None of them, because they can't all be true.
The amount of $1.2 million, because that will draw the most interest to listings in the neighborhood.
The amount of $135,000, because that one seems the most likely.
The amount of $40,000, because you don't want to over-state anything.
Let's try a quick calculation. A subject property has a potential gross income of $350,000. The effective gross income is $262,500. After constructing the operating statement, an appraiser arrives at a figure of $138,000 for total expenses. What's the NOI for this property?

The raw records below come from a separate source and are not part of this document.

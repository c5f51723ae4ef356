use std::sync::Arc;

use futures::stream::{self, StreamExt};
use tracing::{info, warn};

use shutoff_core::{AppResult, ScanPassId};

use crate::inventory_ports::RegionDirectory;
use crate::resource_scanner::{ResourceScanner, ScanReport};

/// Region and kind pairs scanned at the same time unless configured.
pub const DEFAULT_SCAN_CONCURRENCY: usize = 4;

/// Totals of one scan pass.
#[derive(Debug, Clone, PartialEq, Eq)]
pub struct PassSummary {
    /// Identifier attached to the pass logs.
    pub pass_id: ScanPassId,
    /// Regions reported by the region directory.
    pub regions: usize,
    /// Region and kind pairs scanned to completion.
    pub pairs_succeeded: usize,
    /// Region and kind pairs that failed.
    pub pairs_failed: usize,
    /// Notifications delivered.
    pub notified: usize,
    /// Notifications that could not be prepared or delivered.
    pub failed_notifications: usize,
}

impl PassSummary {
    fn new(pass_id: ScanPassId, regions: usize) -> Self {
        Self {
            pass_id,
            regions,
            pairs_succeeded: 0,
            pairs_failed: 0,
            notified: 0,
            failed_notifications: 0,
        }
    }

    fn record(&mut self, report: &ScanReport) {
        self.pairs_succeeded += 1;
        self.notified += report.notified;
        self.failed_notifications += report.failed;
    }
}

/// Runs every scanner against every enabled region.
#[derive(Clone)]
pub struct ScanOrchestrator {
    region_directory: Arc<dyn RegionDirectory>,
    scanners: Vec<ResourceScanner>,
    concurrency: usize,
}

impl ScanOrchestrator {
    /// Creates an orchestrator with the default concurrency.
    #[must_use]
    pub fn new(region_directory: Arc<dyn RegionDirectory>, scanners: Vec<ResourceScanner>) -> Self {
        Self {
            region_directory,
            scanners,
            concurrency: DEFAULT_SCAN_CONCURRENCY,
        }
    }

    /// Overrides how many region and kind pairs run at once.
    #[must_use]
    pub fn with_concurrency(mut self, concurrency: usize) -> Self {
        self.concurrency = concurrency.max(1);
        self
    }

    /// Runs one full scan pass.
    ///
    /// Only a failure to list regions fails the pass. A failing region and
    /// kind pair is logged and counted while the others keep going.
    pub async fn run(&self) -> AppResult<PassSummary> {
        let pass_id = ScanPassId::new();
        let regions = self.region_directory.list_regions().await?;
        info!(
            pass_id = %pass_id,
            regions = regions.len(),
            kinds = self.scanners.len(),
            "scan pass started"
        );

        let pairs = regions.iter().flat_map(|region| {
            self.scanners
                .iter()
                .map(move |scanner| (region.as_str(), scanner))
        });

        let outcomes: Vec<(&str, &ResourceScanner, AppResult<ScanReport>)> = stream::iter(pairs)
            .map(|(region, scanner)| async move { (region, scanner, scanner.scan(region).await) })
            .buffer_unordered(self.concurrency)
            .collect()
            .await;

        let mut summary = PassSummary::new(pass_id, regions.len());
        for (region, scanner, outcome) in outcomes {
            match outcome {
                Ok(report) => {
                    info!(
                        pass_id = %pass_id,
                        kind = %report.kind,
                        region = %report.region,
                        running = report.running,
                        attributed = report.attributed,
                        notified = report.notified,
                        failed = report.failed,
                        "region scanned"
                    );
                    summary.record(&report);
                }
                Err(error) => {
                    summary.pairs_failed += 1;
                    warn!(
                        pass_id = %pass_id,
                        kind = %scanner.kind(),
                        region,
                        error = %error,
                        "region scan failed"
                    );
                }
            }
        }

        info!(
            pass_id = %pass_id,
            pairs_succeeded = summary.pairs_succeeded,
            pairs_failed = summary.pairs_failed,
            notified = summary.notified,
            failed_notifications = summary.failed_notifications,
            "scan pass finished"
        );

        Ok(summary)
    }
}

$350,000 - $262,500 - $138,000 = -$50,500
$262,500 - $138,000 = $124,500
$350,000 - $138,000 = $212,000
$350,000 - $262,500 = $87,500
Nicodemus is a real estate licensee who's listed a property for friends Jackie, Geraldine, and Jo. That is, the women were friends when they purchased the property together. At the time, Jackie put up half the money, while Jo and Geraldine each put up one-quarter of the money, making their co-ownership portions 50%, 25%, and 25%, respectively. Now, however, they can't wait to be rid of each other. (We won't go into the sordid details.) What type of ownership will Nicodemus warn the appraiser is in place here?